Viele zweifeln an ihr – ich bin der festen Überzeugung, dass sie eine zukunftssichere Ergänzung, wenn nicht sogar eine Alternative zum Verbrennungsmotor darstellt, den Carl Benz vor 130 Jahren erfunden hat: Die Brennstoffzelle.

Seit über sechs Jahren bin ich schon ein Teil der Daimler AG. Durch mein duales Bachelorstudium der Fachrichtung Maschinenbau an der DHBW in Stuttgart bin ich im Jahr 2009 ins Unternehmen eingestiegen und habe seit diesem Zeitpunkt schon ziemlich viel erlebt.

Mein Weg begann in der Ausbildungswerkstatt in Brühl. Um  eine praktische Grundlage für das Studium zu legen gab es dort für alle DH-Studenten erst einmal eine mechanische Grundausbildung. Da hieß es: Drehen, Fräsen, Schweißen!

Nachdem an diesen Fähigkeiten genug gefeilt wurde, sollte auch unser Verständnis für das Hauptgeschäft des Unternehmens – die Fahrzeuge mit Stern – geschult werden.

Motoren, Projektplanung & Innovationen

Was liegt da näher als das Herzstück eines Autos einmal ganz genau unter die Lupe zu nehmen? Zu diesem Zweck haben wir in Brühl einen Motor komplett auseinander und wieder zusammen gebaut. Das war aber nur eine von vielen spannenden Aufgaben, die wir bewerkstelligen mussten.

Außerdem bekamen wir während dem Studium eine Projektmanagement-Schulung. Mit einem festgelegten Budget durften wir anschließend ein eigenes Innovationsprojekt durchführen.

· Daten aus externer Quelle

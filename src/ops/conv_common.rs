//! Shared validation and geometry helpers for sparse convolution.
//!
//! Everything here runs before any compute: argument arity, positivity,
//! output spatial shapes and weight/bias layout checks.

use crate::error::{Error, Result};
use crate::sparse::ConvMode;
use crate::tensor::Shape;
use smallvec::SmallVec;

/// Per-dimension kernel index, one entry per spatial dimension.
pub type KernelIndex = SmallVec<[usize; 4]>;

/// Validates that a hyperparameter is non-zero.
#[inline]
pub fn validate_positive(values: &[usize], name: &'static str, op: &'static str) -> Result<()> {
    if let Some(dim) = values.iter().position(|&v| v == 0) {
        return Err(Error::InvalidArgument {
            arg: name,
            reason: format!("{} requires {} > 0, got 0 in dim {}", op, name, dim),
        });
    }
    Ok(())
}

/// Validates that a per-dimension parameter has one entry per spatial dim.
#[inline]
pub fn validate_arity(values: &[usize], ndim: usize, name: &'static str, op: &'static str) -> Result<()> {
    if values.len() != ndim {
        return Err(Error::InvalidArgument {
            arg: name,
            reason: format!(
                "{} expects {} with {} entries, got {}",
                op,
                name,
                ndim,
                values.len()
            ),
        });
    }
    Ok(())
}

/// Validates that bias has the correct length.
#[inline]
pub fn validate_bias_length(bias_shape: &[usize], c_out: usize, op: &'static str) -> Result<()> {
    if bias_shape != [c_out] {
        return Err(Error::InvalidArgument {
            arg: "bias",
            reason: format!(
                "{} bias should have shape [C_out] = [{}], got {:?}",
                op, c_out, bias_shape
            ),
        });
    }
    Ok(())
}

/// Computes output size for a single dimension in convolution.
///
/// output_size = floor((input_size + pad_before + pad_after - dilation * (kernel_size - 1) - 1) / stride + 1)
#[inline]
pub fn compute_output_size(
    input_size: usize,
    kernel_size: usize,
    stride: usize,
    dilation: usize,
    pad_before: usize,
    pad_after: usize,
) -> usize {
    let effective_kernel = dilation * (kernel_size - 1) + 1;
    let padded_size = input_size + pad_before + pad_after;
    if padded_size < effective_kernel {
        0
    } else {
        (padded_size - effective_kernel) / stride + 1
    }
}

/// Computes output size for a single dimension in transposed convolution.
///
/// output_size = (input_size - 1) * stride - 2 * padding + dilation * (kernel_size - 1) + 1
#[inline]
pub fn compute_transposed_output_size(
    input_size: usize,
    kernel_size: usize,
    stride: usize,
    dilation: usize,
    padding: usize,
) -> usize {
    if input_size == 0 {
        return 0;
    }
    let full = (input_size - 1) * stride + dilation * (kernel_size - 1) + 1;
    full.saturating_sub(2 * padding)
}

/// Kernel shape, stride, padding and dilation of a sparse convolution.
///
/// Every field holds one entry per spatial dimension. Padding is symmetric.
#[derive(Debug, Clone, PartialEq, Eq, Hash)]
pub struct ConvGeometry {
    /// Kernel extent per dimension
    pub kernel_size: Shape,
    /// Stride per dimension
    pub stride: Shape,
    /// Zero padding per dimension
    pub padding: Shape,
    /// Dilation per dimension
    pub dilation: Shape,
}

impl ConvGeometry {
    /// Create a geometry from explicit per-dimension values
    pub fn new(kernel_size: &[usize], stride: &[usize], padding: &[usize], dilation: &[usize]) -> Self {
        Self {
            kernel_size: kernel_size.into(),
            stride: stride.into(),
            padding: padding.into(),
            dilation: dilation.into(),
        }
    }

    /// Same kernel, stride, padding and dilation in every dimension
    pub fn uniform(ndim: usize, kernel_size: usize, stride: usize, padding: usize, dilation: usize) -> Self {
        Self {
            kernel_size: std::iter::repeat_n(kernel_size, ndim).collect(),
            stride: std::iter::repeat_n(stride, ndim).collect(),
            padding: std::iter::repeat_n(padding, ndim).collect(),
            dilation: std::iter::repeat_n(dilation, ndim).collect(),
        }
    }

    /// Stride 1, "same" padding for an odd kernel; the usual submanifold setup
    pub fn submanifold(ndim: usize, kernel_size: usize) -> Self {
        Self::uniform(ndim, kernel_size, 1, kernel_size / 2, 1)
    }

    /// Number of spatial dimensions
    #[inline]
    pub fn ndim(&self) -> usize {
        self.kernel_size.ndim()
    }

    /// Number of kernel offsets (product of the kernel extents)
    #[inline]
    pub fn kernel_volume(&self) -> usize {
        self.kernel_size.volume()
    }

    /// Checks arity against `ndim` and positivity of kernel, stride and dilation
    pub fn validate(&self, ndim: usize, op: &'static str) -> Result<()> {
        if ndim == 0 {
            return Err(Error::invalid_argument(
                "spatial_shape",
                format!("{} needs at least one spatial dimension", op),
            ));
        }
        validate_arity(&self.kernel_size, ndim, "kernel_size", op)?;
        validate_arity(&self.stride, ndim, "stride", op)?;
        validate_arity(&self.padding, ndim, "padding", op)?;
        validate_arity(&self.dilation, ndim, "dilation", op)?;
        validate_positive(&self.kernel_size, "kernel_size", op)?;
        validate_positive(&self.stride, "stride", op)?;
        validate_positive(&self.dilation, "dilation", op)?;
        if self.kernel_size.checked_volume().is_none_or(|v| v > u32::MAX as usize) {
            return Err(Error::invalid_argument(
                "kernel_size",
                format!("{} kernel volume too large: {:?}", op, self.kernel_size),
            ));
        }
        Ok(())
    }

    /// Kernel indices in canonical row-major order (last dimension fastest)
    ///
    /// Offset `o` of a rulebook and slice `o` of the weight tensor both refer
    /// to entry `o` of this list.
    pub fn kernel_indices(&self) -> Vec<KernelIndex> {
        let ndim = self.ndim();
        let volume = self.kernel_volume();
        let mut out = Vec::with_capacity(volume);
        let mut current: KernelIndex = SmallVec::from_elem(0, ndim);
        for _ in 0..volume {
            out.push(current.clone());
            for d in (0..ndim).rev() {
                current[d] += 1;
                if current[d] < self.kernel_size[d] {
                    break;
                }
                current[d] = 0;
            }
        }
        out
    }

    /// Output spatial shape for the given mode
    ///
    /// Inverse mode has no geometric rule of its own; its output shape comes
    /// from the cached forward rulebook, so it is rejected here.
    pub fn output_spatial_shape(&self, input: &[usize], mode: ConvMode, op: &'static str) -> Result<Shape> {
        self.validate(input.len(), op)?;
        let out: Shape = match mode {
            ConvMode::Regular => (0..input.len())
                .map(|d| {
                    compute_output_size(
                        input[d],
                        self.kernel_size[d],
                        self.stride[d],
                        self.dilation[d],
                        self.padding[d],
                        self.padding[d],
                    )
                })
                .collect(),
            ConvMode::Submanifold => {
                if self.stride.iter().any(|&s| s != 1) {
                    return Err(Error::invalid_argument(
                        "stride",
                        format!("{} submanifold mode requires stride 1, got {:?}", op, self.stride),
                    ));
                }
                input.into()
            }
            ConvMode::Transposed => (0..input.len())
                .map(|d| {
                    compute_transposed_output_size(
                        input[d],
                        self.kernel_size[d],
                        self.stride[d],
                        self.dilation[d],
                        self.padding[d],
                    )
                })
                .collect(),
            ConvMode::Inverse => {
                return Err(Error::invalid_argument(
                    "mode",
                    format!("{} inverse mode takes its output shape from a cached rulebook", op),
                ));
            }
        };
        if out.has_zero_dim() {
            return Err(Error::InvalidArgument {
                arg: "kernel_size",
                reason: format!(
                    "{} produces an empty output: input {:?}, geometry {:?}",
                    op, input, self
                ),
            });
        }
        if out.checked_volume().is_none_or(|v| v > i32::MAX as usize) {
            return Err(Error::invalid_argument(
                "spatial_shape",
                format!("{} output spatial shape {:?} is too large", op, out),
            ));
        }
        Ok(out)
    }
}

/// Validates a weight shape and returns `(c_in, c_out)`.
///
/// Accepted layouts are `[*kernel_size, C_in, C_out]` and
/// `[kernel_volume, C_in, C_out]`.
pub fn validate_weight(
    weight_shape: &[usize],
    geometry: &ConvGeometry,
    c_in: usize,
    op: &'static str,
) -> Result<(usize, usize)> {
    let n = weight_shape.len();
    let leading_ok = n >= 3
        && (weight_shape[..n - 2] == *geometry.kernel_size.as_slice()
            || (n == 3 && weight_shape[0] == geometry.kernel_volume()));
    if !leading_ok {
        let mut expected: Vec<usize> = geometry.kernel_size.to_vec();
        expected.extend_from_slice(&[c_in, weight_shape.last().copied().unwrap_or(0)]);
        return Err(Error::shape_mismatch(&expected, weight_shape));
    }
    let weight_c_in = weight_shape[n - 2];
    if weight_c_in != c_in {
        return Err(Error::ChannelMismatch {
            op,
            expected: weight_c_in,
            got: c_in,
        });
    }
    Ok((weight_c_in, weight_shape[n - 1]))
}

Mit meinem Team haben wir eine Vorrichtung unter der Motorhaube integriert, durch die eine Schutzfolie an der Windschutzscheibe hochgefahren werden kann. Die Idee war, gegen die Tücken der einzelnen Jahreszeiten gerüstet zu sein:

Im Sommer schützt sie den Innenraum vor Sonnenstrahlung und im Winter die Frontscheibe vor der Eisschicht, die sich nachts bei Frost auf die Scheibe legt.

Wir hatten riesigen Spaß an dem Projekt, auch wenn unsere Idee nicht umgesetzt werden konnte, da die Konstruktion für eine Serienproduktion nicht robust genug war.

Praxiseinsätze und Bachelorarbeit

Meine weiteren Praxiseinsätze waren unter anderem in der Produktionsplanung in Untertürkheim und dem Getriebewerk in Cugir, Rumänien. Den fünften und sechsten Praxisblock habe ich in meinem jetzigen Team verbracht.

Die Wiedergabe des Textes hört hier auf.